Exercise instructions → Count how many lines in the data hold "serde". Only the number.

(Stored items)
"""
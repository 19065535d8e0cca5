//! The normalized per-utility record emitted by reconciliation.

use chrono::NaiveDate;
use serde::{Deserialize, Serialize};

use crate::reference::NetMeteringType;

/// Utility ownership classification. Mutually exclusive.
#[derive(Debug, Clone, Copy, PartialEq, Eq, Serialize, Deserialize)]
pub enum UtilityType {
    /// Investor-owned utility.
    #[serde(rename = "IOU")]
    Iou,
    /// Municipal or other public-power utility.
    #[serde(rename = "muni")]
    Muni,
    /// Member-owned cooperative.
    #[serde(rename = "coop")]
    Coop,
}

/// How the rate varies: not at all, by usage tier, or by time of day.
#[derive(Debug, Clone, Copy, PartialEq, Eq, Serialize, Deserialize)]
#[serde(rename_all = "lowercase")]
pub enum RateStructure {
    Flat,
    Tiered,
    Tou,
}

/// One normalized record per `(state, utility_id)` pair.
///
/// Field names and order are the output-file contract; downstream consumers
/// read these files directly. `residential_avg_rate` is always within the
/// plausible `[0.01, 1.0]` dollars-per-kWh band after reconciliation.
#[derive(Debug, Clone, PartialEq, Serialize, Deserialize)]
pub struct UtilityRecord {
    /// Stable identity: the EIA id, or a name-derived hash where none exists.
    pub utility_id: String,
    pub utility_name: String,
    /// Two-letter state code.
    pub state: String,
    pub states_served: Vec<String>,
    #[serde(rename = "type")]
    pub utility_type: UtilityType,
    /// Residential customer count from reference data; 0 = unknown.
    pub customer_count: u64,
    /// Dollars per kWh.
    pub residential_avg_rate: f64,
    pub rate_structure: RateStructure,
    pub has_net_metering: bool,
    pub net_metering_type: NetMeteringType,
    pub export_rate: Option<f64>,
    /// True iff `rate_structure` is time-of-use.
    pub tou_available: bool,
    pub demand_charges: bool,
    pub updated_at: NaiveDate,
}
"""
Answer for this exercise → 6